On Wednesday, the Philippines received its first investment grade rating from Fitch Ratings. The highly valued credit rating is expected to boost the Philippines’ long-term future for growth and increase its investment potential. According to Fitch, the economic outlook of the country is stable.
The “BBB-” rating gives a very big thumbs-up sign to the government, a positive confidence vote to the country’s efforts to have financial sustainability, increase spending on infrastructure and stamp down corruption. This is very good news for this small country, when most of the larger Western economies are struggling to keep their credit rating from being downgraded.
Fitch Ratings said the country continues to have a surplus in current accounts largely supported by the inflow of remittances from overseas workers. The growth in the Philippines is less volatile, steady and stronger compared to many of its peers over a five-year period. Thus the country being a net external creditor became possible. The credit rating company also predicts a GDP growth of 5.0 to 5.5 percent in the near future.
Philippine President Benigno Aquino III aims to achieve an economic growth in the range of about 8.5% before his term ends in 2016, which could be achieved by increasing the income levels of Filipinos through the creation of more jobs. It is an ambitious project because close to one-third of the Philippine population is below the poverty line and the country has a large number of ordinary Filipinos relying on the remittances of more than 10 million overseas workers.

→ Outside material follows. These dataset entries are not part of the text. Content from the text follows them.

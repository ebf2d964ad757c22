/// Target layout for reformatted phone numbers.
#[derive(Debug, Clone, Copy, PartialEq, Eq)]
pub enum PhoneFormat {
    /// `+1-876-PPP-LLLL`: the configured area code is always used.
    Parish,
    /// `+1-AAA-PPP-LLLL`: the number's own area code is kept when it has one.
    NorthAmerican,
}

impl PhoneFormat {
    pub fn parse(value: &str) -> Option<Self> {
        match value.trim().to_ascii_lowercase().as_str() {
            "parish" | "local" => Some(Self::Parish),
            "north-american" | "north_american" | "nanp" => Some(Self::NorthAmerican),
            _ => None,
        }
    }

    pub const fn label(self) -> &'static str {
        match self {
            Self::Parish => "parish",
            Self::NorthAmerican => "north-american",
        }
    }
}

#[derive(Debug, Clone, PartialEq, Eq)]
pub struct PhoneFormatter {
    format: PhoneFormat,
    area_code: String,
}

impl PhoneFormatter {
    pub fn new(format: PhoneFormat, area_code: impl Into<String>) -> Self {
        Self {
            format,
            area_code: area_code.into(),
        }
    }

    /// Recognizes 7, 10, and 11 (leading `1`) digit numbers. Anything else comes back
    /// as the trimmed input.
    pub fn format(&self, raw: &str) -> String {
        let digits: String = raw.chars().filter(char::is_ascii_digit).collect();

        let area = self.area_code.as_str();
        let parts = match (self.format, digits.len()) {
            (_, 7) => Some((area, &digits[0..3], &digits[3..7])),
            (PhoneFormat::Parish, 10) => Some((area, &digits[3..6], &digits[6..10])),
            (PhoneFormat::Parish, 11)
                if digits.starts_with('1') && digits[1..].starts_with(area) =>
            {
                Some((area, &digits[4..7], &digits[7..11]))
            }
            (PhoneFormat::NorthAmerican, 10) => {
                Some((&digits[0..3], &digits[3..6], &digits[6..10]))
            }
            (PhoneFormat::NorthAmerican, 11) if digits.starts_with('1') => {
                Some((&digits[1..4], &digits[4..7], &digits[7..11]))
            }
            _ => None,
        };

        match parts {
            Some((area, prefix, line)) => format!("+1-{area}-{prefix}-{line}"),
            None => raw.trim().to_string(),
        }
    }
}

#[cfg(test)]
mod tests {
    use super::*;

    fn parish() -> PhoneFormatter {
        PhoneFormatter::new(PhoneFormat::Parish, "876")
    }

    fn north_american() -> PhoneFormatter {
        PhoneFormatter::new(PhoneFormat::NorthAmerican, "876")
    }

    #[test]
    fn parish_format_pins_the_area_code() {
        let formatter = parish();
        assert_eq!(formatter.format("965-1234"), "+1-876-965-1234");
        assert_eq!(formatter.format("(876) 965 1234"), "+1-876-965-1234");
        assert_eq!(formatter.format("1 876 965 1234"), "+1-876-965-1234");
        assert_eq!(formatter.format("658-965-1234"), "+1-876-965-1234");
    }

    #[test]
    fn parish_format_requires_local_country_prefix_for_eleven_digits() {
        assert_eq!(parish().format(" 1-658-965-1234 "), "1-658-965-1234");
    }

    #[test]
    fn north_american_format_keeps_area_code() {
        let formatter = north_american();
        assert_eq!(formatter.format("9651234"), "+1-876-965-1234");
        assert_eq!(formatter.format("658.965.1234"), "+1-658-965-1234");
        assert_eq!(formatter.format("+1 (658) 965-1234"), "+1-658-965-1234");
    }

    #[test]
    fn unrecognized_lengths_pass_through_trimmed() {
        for formatter in [parish(), north_american()] {
            assert_eq!(formatter.format("  965-123 "), "965-123");
            assert_eq!(
                formatter.format("876-965-1234 / 876-965-9999"),
                "876-965-1234 / 876-965-9999"
            );
            assert_eq!(formatter.format("2-876-965-1234"), "2-876-965-1234");
            assert_eq!(formatter.format(""), "");
        }
    }

    #[test]
    fn format_names_parse_back() {
        for format in [PhoneFormat::Parish, PhoneFormat::NorthAmerican] {
            assert_eq!(PhoneFormat::parse(format.label()), Some(format));
        }
        assert_eq!(PhoneFormat::parse("e164"), None);
    }
}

What the credit rating means to the Philippines and the average Filipinos
The credit rating upgrade provides a big boost to the country’s stock exchange as more investors are buying stocks. It provides the country with low interest for the country’s debts. It could and probably would, bring more investors into the Philippines. It would be a challenge as global companies flock to this side of the world looking for higher returns for their investments.
While a credit rating makes a positive impact in investment confidence in the Philippines, there will be more work to be done. Reforms have to be made so that the increase in investment will equal an increase in the revenue of the government. It could give the Central Bank of the Philippines more headaches in terms of managing liquidity in the heels of higher capital inflows. They would also have to deal with the volatility of the exchange rate.
A stronger peso against the dollar means a lower exchange rate in the Philippines. This means that ordinary Filipinos, who do not even know what “stocks” mean, and are dependent on foreign currency remittances from relatives working in foreign countries will receive a lower income. This means that the exchange rate, which is about 40 pesos to the dollar might even drop lower, which means the already poor Filipinos will only get poorer.